If you file for Chapter 7 bankruptcy, will you be able to keep your savings, checking, or other bank accounts? The answer depends on what you mean by "keeping."
If you want to know if you can keep the bank account, then, for the most part, the answer is yes. If you file for bankruptcy, your bank usually won't close your savings or checking accounts.
However, if you want to know if you can keep the money in those accounts, the answer is different. In most states, little, if any, of the cash in your accounts is protected. However, there are often exceptions for some of that money if it came from exempt sources, for example, recent wages or money received from public benefits. And if you have a credit card or loan with the bank, it may be able to freeze your accounts when you file for bankruptcy.
Here's how it works.
When you file for Chapter 7 bankruptcy, certain property is "exempt." That means that the trustee cannot take it to pay your creditors. Which property is exempt depends on where you live. Each state has a list of exempt property (California has two lists), and some of those states allow you to use the federal bankruptcy exemptions instead. You can learn more about bankruptcy exemptions, including which states allow the use of the federal exemptions, by reading Bankruptcy Exemptions – What Do I Keep When I File for Bankruptcy?
To find out if the money in your checking or savings account is protected (meaning the trustee cannot take it), you'll have to take a look at your state's bankruptcy exemptions or the federal exemptions if they are available to you.
Here's what to look for:
Cash on hand. Some states exempt a small amount of money on hand. This would include money in bank accounts. Many states don't exempt any amounts for cash on hand.
Child support and alimony. Many states provide an exemption for child support and alimony.
Crime victim compensation. Most states exempt money you received from the government because you were the victim of a crime.
Public benefits. Most states allow you to keep at least a portion of public benefits you have received that have accumulated in a bank account. Typical benefits that are exempt include Social Security, disability payments, and unemployment benefits.
Wages. Most states exempt a portion of your recent wages. If those exempt wages are in your bank account, that money is protected.
Wildcard. Some states provide a wildcard exemption – an exemption of a certain dollar amount that can be applied to any property you want to keep. (For more information on the wildcard, see How to Use the Wildcard Exemption in Bankruptcy.) For example, if your state has a wildcard exemption for $1,500, you can use it to keep $1,500 in your checking account. Any amount over that, however, would go to the trustee.
Wrongful death and personal injury payments. Many states exempt money you received within a certain period before your bankruptcy that was the result of a wrongful death or personal injury lawsuit or settlement.
Others. There may be other exemptions that would allow you to keep money in your checking or savings accounts. Read through your state's exemptions carefully.

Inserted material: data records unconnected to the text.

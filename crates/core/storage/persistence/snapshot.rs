//! Snapshot-based persistence for Statboard.
//!
//! Provides point-in-time snapshot storage of every collection in the store.
//! Snapshots are written synchronously and atomically replace the previous snapshot.

use crate::error::{Result, StatsError};
use crate::storage::Document;
use serde::{Deserialize, Serialize};
use std::collections::BTreeMap;
use std::fs::{File, OpenOptions};
use std::io::{BufReader, BufWriter, Read, Write};
use std::path::{Path, PathBuf};
use std::time::{SystemTime, UNIX_EPOCH};

const SNAPSHOT_MAGIC: &[u8] = b"STATBOARD_SNAPSHOT";
const SNAPSHOT_VERSION: u8 = 1;
/// Magic, version byte, timestamp and payload length.
const HEADER_LEN: u64 = SNAPSHOT_MAGIC.len() as u64 + 1 + 16 + 8;

/// Collections in natural order, keyed by collection name.
pub type SnapshotData = BTreeMap<String, Vec<Document>>;

#[derive(Debug, Clone, Default, PartialEq, Eq, Serialize, Deserialize)]
#[serde(deny_unknown_fields)]
pub struct SnapshotConfig {
    /// Save automatically after this many writes
    #[serde(default)]
    pub auto_snapshot_ops: Option<usize>,
}

pub struct SnapshotFile {
    path: PathBuf,
    config: SnapshotConfig,
    ops_since_snapshot: usize,
}

impl SnapshotFile {
    pub fn new<P: AsRef<Path>>(path: P, config: SnapshotConfig) -> Self {
        Self {
            path: path.as_ref().to_path_buf(),
            config,
            ops_since_snapshot: 0,
        }
    }

    pub fn path(&self) -> &Path {
        &self.path
    }

    pub fn exists(&self) -> bool {
        self.path.exists()
    }

    pub fn load(&self) -> Result<SnapshotData> {
        if !self.exists() {
            return Ok(SnapshotData::new());
        }

        let file = File::open(&self.path)?;
        let metadata = file.metadata()?;
        if metadata.len() == 0 {
            return Ok(SnapshotData::new());
        }

        let mut reader = BufReader::new(file);

        let mut magic = vec![0u8; SNAPSHOT_MAGIC.len()];
        reader.read_exact(&mut magic)?;
        if magic != SNAPSHOT_MAGIC {
            return Err(StatsError::InvalidFormat);
        }

        let mut version = [0u8; 1];
        reader.read_exact(&mut version)?;
        if version[0] != SNAPSHOT_VERSION {
            return Err(StatsError::InvalidFormat);
        }

        let mut timestamp_bytes = [0u8; 16];
        reader.read_exact(&mut timestamp_bytes)?;

        let payload_len = read_u64(&mut reader)?;
        if payload_len > metadata.len().saturating_sub(HEADER_LEN) {
            log::warn!(
                "Snapshot at {} declares {} payload bytes but is only {} bytes long",
                self.path.display(),
                payload_len,
                metadata.len()
            );
            return Err(StatsError::InvalidFormat);
        }
        let mut payload = vec![0u8; payload_len as usize];
        reader.read_exact(&mut payload)?;

        serde_json::from_slice(&payload).map_err(|e| {
            log::warn!("Snapshot payload at {} is corrupt: {}", self.path.display(), e);
            StatsError::InvalidFormat
        })
    }

    pub fn save(&mut self, data: &SnapshotData) -> Result<()> {
        let temp_path = self.temp_path();

        let file = OpenOptions::new()
            .write(true)
            .create(true)
            .truncate(true)
            .open(&temp_path)?;

        let mut writer = BufWriter::new(file);

        writer.write_all(SNAPSHOT_MAGIC)?;
        writer.write_all(&[SNAPSHOT_VERSION])?;

        let timestamp = SystemTime::now()
            .duration_since(UNIX_EPOCH)
            .map_err(|e| StatsError::Other(format!("System clock before epoch: {}", e)))?;
        let mut timestamp_buf = [0u8; 16];
        timestamp_buf[0..8].copy_from_slice(&timestamp.as_secs().to_le_bytes());
        timestamp_buf[8..12].copy_from_slice(&timestamp.subsec_nanos().to_le_bytes());
        writer.write_all(&timestamp_buf)?;

        let payload = serde_json::to_vec(data)
            .map_err(|e| StatsError::Other(format!("Failed to encode snapshot: {}", e)))?;
        write_u64(&mut writer, payload.len() as u64)?;
        writer.write_all(&payload)?;

        writer.flush()?;
        writer.get_ref().sync_all()?;
        drop(writer);

        std::fs::rename(&temp_path, &self.path)?;
        self.ops_since_snapshot = 0;

        log::debug!(
            "Saved snapshot of {} collections to {}",
            data.len(),
            self.path.display()
        );
        Ok(())
    }

    /// Count one write; returns true once an automatic snapshot is due.
    pub fn record_op(&mut self) -> bool {
        self.ops_since_snapshot += 1;
        self.config
            .auto_snapshot_ops
            .is_some_and(|threshold| self.ops_since_snapshot >= threshold)
    }

    pub fn ops_since_snapshot(&self) -> usize {
        self.ops_since_snapshot
    }

    fn temp_path(&self) -> PathBuf {
        let mut temp = self.path.clone().into_os_string();
        temp.push(".tmp");
        PathBuf::from(temp)
    }
}

fn write_u64<W: Write>(writer: &mut W, value: u64) -> Result<()> {
    writer.write_all(&value.to_le_bytes())?;
    Ok(())
}

fn read_u64<R: Read>(reader: &mut R) -> Result<u64> {
    let mut buf = [0u8; 8];
    reader.read_exact(&mut buf)?;
    Ok(u64::from_le_bytes(buf))
}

When you file for bankruptcy, you must fill out and file a large packet of forms. On one of those forms, Schedule A/B, you are required to list all of your personal property, and this includes cash and money in bank accounts. List everything here, even if you think it might qualify for an exemption. Be sure to list the source, such as Social Security or child support. This will help you and the trustee determine if some or all of that money is exempt.
On another form, Schedule C, you list all property that you claim is exempt. If you believe some or all of your funds in a bank account are exempt, this is where you'd make that claim.
If you have a credit card or loan with the bank (for example a car loan), the bank may have the right to a "setoff." This means that if you default on your loan or get behind in your payments, the bank can cover its loss with funds from your savings or checking account. Your bankruptcy filing is treated as a default on your loans, even if you are not behind in your loan payments, causing the bank's setoff rights to kick in.
Setoffs are not covered by the automatic stay. When you file for bankruptcy, the bank can freeze your accounts and then recover at least part of the loan. However, if you have exemptions available to you, you may be able to keep all or some of the funds.
Find out what to do if the bank freezes your account after filing for bankruptcy.
If you have a significant amount of money in your bank accounts and think some or all of it may be exempt, it might be worth talking to a local bankruptcy attorney.